As the word Hindu is not to be understood in terms of narrow-minded religion, as Hindutva, Hinduism are just cultural, territorial, historical concepts referring to a broad-minded, tolerant, catholic, inclusive tradition, as Hinduism is merely that compendium of virtues" , to recall the words from Hyderabad, how come it became despicable to say that Maharashtra shall be the first Hindu state, by what reasoning did the expression merit the disdain of the Supreme Court?

Nor is this just a matter of a little inconsistency. For there is the other side to saying that Hindu, Hinduism etc. refer to compendia of virtues. In our discourse, even in earlier judgements of the Supreme Court itself only the Hindus are told to abide by these excellent norms. The homilies about being tolerant, broad-minded are addressed only to them -- one need go no further for ready examples of this than the pronouncements of the Supreme Court in response to the Presidential Reference on Ayodhya. This way of looking at things equates the arsonist with the structure he is out to set on fire.
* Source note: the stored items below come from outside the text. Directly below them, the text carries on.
//! The API endpoints URIs.
//!
//! For endpoints that take a parameter, e.g., '/api/transactions/{reference}', use [format_endpoint].

/// The route to create and list transactions.
pub const TRANSACTIONS_API: &str = "/api/transactions";
/// The route to access a single transaction.
pub const TRANSACTION: &str = "/api/transactions/{reference}";
/// The route for a user's per-category totals.
pub const USER_SUMMARY: &str = "/api/users/{user_email}/summary";

/// Replace the parameter in `endpoint_path` with `value`.
///
/// A parameter is a string that starts with a left brace, followed by
/// lowercase letters or underscores, and ends with a right brace.
/// For example, in the endpoint path '/api/transactions/{reference}', '{reference}' is the parameter.
///
/// This function assumes that an endpoint path contains a single parameter.
///
/// If no parameter is found in `endpoint_path`, the function returns the
/// the original `endpoint_path`.
pub fn format_endpoint(endpoint_path: &str, value: &str) -> String {
    let Some(param_start) = endpoint_path.find('{') else {
        return endpoint_path.to_string();
    };

    let param_end = endpoint_path[param_start..]
        .find('}')
        .map(|end| param_start + end + 1)
        .unwrap_or(endpoint_path.len());

    format!(
        "{}{}{}",
        &endpoint_path[..param_start],
        value,
        &endpoint_path[param_end..]
    )
}

// These tests are here so that we know when we call `Uri::from_shared` it will not panic.
#[cfg(test)]
mod endpoints_tests {
    use axum::http::Uri;

    use crate::endpoints;

    use super::format_endpoint;

    fn assert_endpoint_is_valid_uri(uri: &str) {
        assert!(uri.parse::<Uri>().is_ok());
    }

    #[test]
    fn endpoints_are_valid_uris() {
        assert_endpoint_is_valid_uri(endpoints::TRANSACTIONS_API);
        assert_endpoint_is_valid_uri(endpoints::TRANSACTION);
        assert_endpoint_is_valid_uri(endpoints::USER_SUMMARY);
    }

    #[test]
    fn produces_valid_uri() {
        let formatted_path = format_endpoint("/hello/{world_id}", "1");

        assert_eq!(formatted_path, "/hello/1");
        assert!(formatted_path.parse::<Uri>().is_ok());

        // Parameter with single word should also work.
        let formatted_path = format_endpoint("/hello/{world}", "1");

        assert_eq!(formatted_path, "/hello/1");
        assert!(formatted_path.parse::<Uri>().is_ok());
    }

    #[test]
    fn returns_original_path_with_no_parameter() {
        let formatted_path = format_endpoint("/hello/world", "1");

        assert_eq!(formatted_path, "/hello/world");
        assert!(formatted_path.parse::<Uri>().is_ok());
    }

    #[test]
    fn parameter_in_middle() {
        let formatted_path = format_endpoint(endpoints::USER_SUMMARY, "janedoe@email.com");

        assert_eq!(formatted_path, "/api/users/janedoe@email.com/summary");
        assert!(formatted_path.parse::<Uri>().is_ok());
    }
}
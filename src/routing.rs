//! Application router configuration.

use axum::{
    Router,
    routing::{get, post},
};

use crate::{
    AppState, endpoints,
    not_found::get_404_not_found,
    stores::TransactionStore,
    summary::get_user_summary_endpoint,
    transaction::{
        create_transactions_endpoint, get_transaction_endpoint, list_transactions_endpoint,
    },
};

/// Return a router with all the app's routes.
pub fn build_router<T>(state: AppState<T>) -> Router
where
    T: TransactionStore + Clone + Send + Sync + 'static,
{
    Router::new()
        .route(
            endpoints::TRANSACTIONS_API,
            post(create_transactions_endpoint::<T>).get(list_transactions_endpoint::<T>),
        )
        .route(endpoints::TRANSACTION, get(get_transaction_endpoint::<T>))
        .route(endpoints::USER_SUMMARY, get(get_user_summary_endpoint::<T>))
        .fallback(get_404_not_found)
        .with_state(state)
}
//! Defines the endpoint for a user's per-category totals.
use axum::{
    Json,
    extract::{Path, State},
};

use crate::{
    Error,
    app_state::TransactionState,
    stores::TransactionStore,
    summary::{CategorySummary, summary_by_category_for_user},
};

/// A route handler for summarising a user's transactions by category.
pub async fn get_user_summary_endpoint<T>(
    State(state): State<TransactionState<T>>,
    Path(user_email): Path<String>,
) -> Result<Json<CategorySummary>, Error>
where
    T: TransactionStore + Clone + Send + Sync + 'static,
{
    summary_by_category_for_user(&state.transaction_store, &user_email).map(Json)
}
It is Hinduism as conventionally understood, as the set of beliefs and practices, as the way of life of the vast majority of the people of this land which is under threat. It has been the butt of secularist scorn and scheming, it is threatened by the way the State is being made to bend before the controllers of Muslim votes, by the way it is being rendered impotent before terrorists etc. -- the condition of the refugees in Jammu is a vivid illustration of the threat and its consequences. Secularism itself has been converted into an instrument of assault against the way of life which the Court lauds so eloquently. In his excellent little book, Secularism, (Voice Of India, 1995) Navratna Rajaram shows how the concept has been stood on its head, and what consequences it now spells for us and our society.
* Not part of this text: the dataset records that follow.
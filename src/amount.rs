//! Conversion between user supplied decimal amounts and integer minor units (cents).
//!
//! Amounts are stored as whole cents. Parsing goes through [Decimal] rather
//! than `f64`, so `"0.29"` becomes exactly `29` cents.

use std::str::FromStr;

use rust_decimal::{Decimal, prelude::ToPrimitive};

use crate::TransactionType;

/// The number of fractional digits in a formatted amount.
const MINOR_UNIT_SCALE: u32 = 2;

/// The smallest amount that can be stored, in minor units.
///
/// Amounts are limited to a 32-bit range so that summing every stored amount
/// cannot overflow a 64-bit integer.
pub const MIN_MINOR_UNITS: i64 = i32::MIN as i64;

/// The largest amount that can be stored, in minor units.
pub const MAX_MINOR_UNITS: i64 = i32::MAX as i64;

/// The reasons a user supplied amount can be rejected.
#[derive(Debug, Clone, Copy, PartialEq, Eq, thiserror::Error)]
pub enum AmountError {
    /// The text is not a base-10 decimal number.
    #[error("invalid amount format")]
    InvalidFormat,

    /// The amount is outside [MIN_MINOR_UNITS]..=[MAX_MINOR_UNITS].
    #[error(
        "ensure the amount is between {} and {}",
        format_minor_units(MIN_MINOR_UNITS),
        format_minor_units(MAX_MINOR_UNITS)
    )]
    OutOfRange,

    /// The sign of the amount contradicts the declared transaction type.
    #[error(
        "amount should be a {} decimal for an {} transaction",
        expected_sign(.0),
        .0
    )]
    SignMismatch(TransactionType),
}

fn expected_sign(transaction_type: &TransactionType) -> &'static str {
    match transaction_type {
        TransactionType::Inflow => "positive",
        TransactionType::Outflow => "negative",
    }
}

/// Convert `amount` to minor units and check it agrees with `transaction_type`.
///
/// Inflows must not be negative and outflows must not be positive. Zero is
/// accepted for either type.
///
/// # Errors
/// Returns [AmountError::InvalidFormat] if `amount` cannot be parsed (this is
/// checked first), [AmountError::OutOfRange] if it is too large to store,
/// otherwise [AmountError::SignMismatch] if the sign is wrong.
pub fn validate_amount(
    amount: &str,
    transaction_type: TransactionType,
) -> Result<i64, AmountError> {
    let minor_units = parse_minor_units(amount)?;

    let sign_mismatch = match transaction_type {
        TransactionType::Inflow => minor_units < 0,
        TransactionType::Outflow => minor_units > 0,
    };

    if sign_mismatch {
        return Err(AmountError::SignMismatch(transaction_type));
    }

    Ok(minor_units)
}

/// Parse a decimal string such as `"-51.13"` into minor units, e.g. `-5113`.
///
/// Digits beyond the second fractional place are truncated toward zero.
/// Scientific notation (`"1.5e2"`) is accepted.
///
/// Leading `+` signs, a missing integer or fractional part (`".5"`, `"5."`)
/// and `_` digit separators are accepted.
///
/// # Errors
/// Returns [AmountError::InvalidFormat] if `amount` is not a decimal number, or
/// [AmountError::OutOfRange] if it is outside
/// [MIN_MINOR_UNITS]..=[MAX_MINOR_UNITS] once scaled.
pub fn parse_minor_units(amount: &str) -> Result<i64, AmountError> {
    let amount = amount.trim();

    let decimal = Decimal::from_str(amount)
        .or_else(|_| Decimal::from_scientific(amount))
        .map_err(|_| AmountError::InvalidFormat)?;

    decimal
        .checked_mul(Decimal::ONE_HUNDRED)
        .and_then(|scaled| scaled.trunc().to_i64())
        .filter(|minor_units| (MIN_MINOR_UNITS..=MAX_MINOR_UNITS).contains(minor_units))
        .ok_or(AmountError::OutOfRange)
}

/// Render minor units as a decimal string with exactly two fractional digits.
///
/// ```
/// use cashflow_rs::format_minor_units;
///
/// assert_eq!(format_minor_units(-5113), "-51.13");
/// assert_eq!(format_minor_units(265144), "2651.44");
/// assert_eq!(format_minor_units(0), "0.00");
/// ```
pub fn format_minor_units(amount: i64) -> String {
    format!("{:.2}", Decimal::new(amount, MINOR_UNIT_SCALE))
}
use std::{fs::OpenOptions, net::SocketAddr, sync::Arc};

use axum::{
    Router,
    extract::{MatchedPath, Request},
    middleware,
};
use axum_server::Handle;
use clap::Parser;
use rusqlite::Connection;
use tower_http::trace::TraceLayer;
use tracing_subscriber::{EnvFilter, Layer, filter, layer::SubscriberExt, util::SubscriberInitExt};

use cashflow_rs::{
    build_router, graceful_shutdown, logging_middleware, stores::sqlite::create_app_state,
};

/// The REST API server for cashflow_rs.
#[derive(Parser, Debug)]
#[command(version, about, long_about = None)]
struct Args {
    /// File path to the application SQLite database.
    #[arg(long)]
    db_path: String,

    /// The port to serve the API from.
    #[arg(short, long, default_value_t = 3000)]
    port: u16,

    /// File path to write debug logs to.
    #[arg(long, default_value = "debug.log")]
    log_path: String,
}

#[tokio::main]
async fn main() {
    let args = Args::parse();

    setup_logging(&args.log_path);

    let addr = SocketAddr::from(([127, 0, 0, 1], args.port));

    let conn = Connection::open(&args.db_path).expect("Could not open database.");
    let state = create_app_state(conn).expect("Could not initialize database.");

    let handle = Handle::new();
    tokio::spawn(graceful_shutdown(handle.clone()));

    let router = build_router(state).layer(middleware::from_fn(logging_middleware));
    let router = add_tracing_layer(router);

    tracing::info!("HTTP server listening on {}", addr);
    axum_server::bind(addr)
        .handle(handle)
        .serve(router.into_make_service())
        .await
        .unwrap();
}

fn setup_logging(log_path: &str) {
    let stdout_log = tracing_subscriber::fmt::layer()
        .pretty()
        .with_filter(EnvFilter::try_from_default_env().unwrap_or_else(|_| EnvFilter::new("info")));

    let log_file = OpenOptions::new()
        .create(true)
        .append(true)
        .open(log_path)
        .expect("Could not create log file");

    let debug_log = tracing_subscriber::fmt::layer()
        .with_ansi(false)
        .with_writer(Arc::new(log_file))
        .with_filter(filter::LevelFilter::DEBUG);

    tracing_subscriber::registry()
        .with(stdout_log)
        .with(debug_log)
        .init();
}

fn add_tracing_layer(router: Router) -> Router {
    let tracing_layer = TraceLayer::new_for_http()
        .make_span_with(|req: &Request| {
            let method = req.method();
            let uri = req.uri();

            let matched_path = req
                .extensions()
                .get::<MatchedPath>()
                .map(|matched_path| matched_path.as_str());

            tracing::debug_span!("request", %method, %uri, matched_path)
        })
        // By default, `TraceLayer` will log 5xx responses but we're doing our specific
        // logging of errors so disable that
        .on_failure(());

    router.layer(tracing_layer)
}
//! Cashflow is a service for recording users' financial transactions and
//! summarising where their money comes from and goes to.
//!
//! This library provides a JSON REST API backed by SQLite. Transactions are
//! created one at a time or in atomic batches, and can be summarised per user
//! by transaction type or by category.

#![warn(missing_docs)]

use std::{net::SocketAddr, time::Duration};

use axum_server::Handle;
use tokio::signal;

mod amount;
mod app_state;
mod db;
pub mod endpoints;
mod error;
mod logging;
mod not_found;
mod routing;
pub mod stores;
mod summary;
mod transaction;
mod transaction_type;

#[cfg(test)]
mod test_utils;

pub use amount::{AmountError, format_minor_units, parse_minor_units, validate_amount};
pub use app_state::{AppState, TransactionState};
pub use db::initialize as initialize_db;
pub use error::Error;
pub use logging::{LOG_BODY_LENGTH_LIMIT, logging_middleware};
pub use routing::build_router;
pub use summary::{
    CategorySummary, UserSummary, summary_by_category_for_user, summary_by_type_per_user,
};
pub use transaction::{
    FieldError, FieldValue, NewTransaction, Transaction, TransactionPayload, TransactionResponse,
    ValidationError, create_many, create_one,
};
pub use transaction_type::TransactionType;

/// An async task that waits for either the ctrl+c or terminate signal, whichever comes first, and
/// then signals the server to shut down gracefully.
///
/// `handle` is a handle to an Axum `Server`.
pub async fn graceful_shutdown(handle: Handle<SocketAddr>) {
    let ctrl_c = async {
        signal::ctrl_c()
            .await
            .expect("failed to install Ctrl+C handler");
    };

    #[cfg(unix)]
    let terminate = async {
        signal::unix::signal(signal::unix::SignalKind::terminate())
            .expect("failed to install signal handler")
            .recv()
            .await;
    };

    #[cfg(not(unix))]
    let terminate = std::future::pending::<()>();

    tokio::select! {
        _ = ctrl_c => {
            tracing::debug!("Received ctrl+c signal.");
            handle.graceful_shutdown(Some(Duration::from_secs(1)));
        },
        _ = terminate => {
            tracing::debug!("Received terminate signal.");
            handle.graceful_shutdown(Some(Duration::from_secs(1)));
        },
    }
}
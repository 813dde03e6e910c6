//! Named-entity and proper-noun capitalization.

use super::Transform;
use crate::lexicon::Lexicon;
use crate::types::{Correction, Entity, Tag, Token};
use crate::utils::{capitalize_first, starts_uppercase};

fn is_named_entity(entity: &Entity) -> bool {
    matches!(
        entity,
        Entity::Person
            | Entity::Organization
            | Entity::GeoPolitical
            | Entity::Location
            | Entity::Product
            | Entity::Event
    )
}

/// Capitalizes the first letter of named entities and proper nouns.
///
/// One policy covers both triggers: a token is capitalized when its entity
/// label is one of the six named categories, or when it is tagged as a
/// proper noun, and it is not already capitalized.
#[derive(Debug, Clone, Copy, Default)]
pub struct EntityCasing;

impl Transform for EntityCasing {
    fn name(&self) -> &'static str {
        "entity-casing"
    }

    fn corrections(&self, tokens: &[Token], _lexicon: &Lexicon) -> Vec<Correction> {
        tokens
            .iter()
            .enumerate()
            .filter_map(|(i, token)| {
                let triggered = token.entity.as_ref().map_or(false, is_named_entity)
                    || matches!(token.tag, Tag::ProperNoun | Tag::ProperNounPlural);

                if triggered && !starts_uppercase(&token.text) {
                    Some(Correction::replace(i, capitalize_first(&token.text)))
                } else {
                    None
                }
            })
            .collect()
    }
}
In Europe the Church had asserted and secured the right to lay down the law for all aspects of life. To liberate themselves from this suffocating stranglehold intellectuals and some rulers in Europe constructed the concept of secularism. They argued that while the Church may regulate what was "God's", it ought not to interfere with what was Ceaser's. As Rajaram shows the concept was a device to carve out a sphere of autonomy for the individual in the face of the totalitarian and exclusivist claims of the Church. But in India during the last fifty years the word has become an umbrella to shield totalitarian and exclusivist ideologies, indeed it has become a weapon by which the evangelists of such ideologies have been pushing to the wall the plural tradition of our country, the tradition founded in the basic world-view of Hinduism. These new judgements of the Supreme Court do recognize that Hinduism has from time immemorial been instilling those principles of plurality and tolerance and compassion. But they do not reverse the standard habit of hurling these principles at the Hindus only.

Thereby on the one hand the judgements leave the assaulters free to continue pushing that tradition further to the wall and on the other they thereby leave open the prospect of the reaction among Hindus taking an even stronger form than it already has. But perhaps one should not expect the courts to go all the way all of a sudden. The change in the atmosphere has brought us this far -- that instead of the calumnies which have been stuck on to it by secularists, the Court is associating lofty ideals with Hinduism. Further change in the atmosphere will take us the rest of the way.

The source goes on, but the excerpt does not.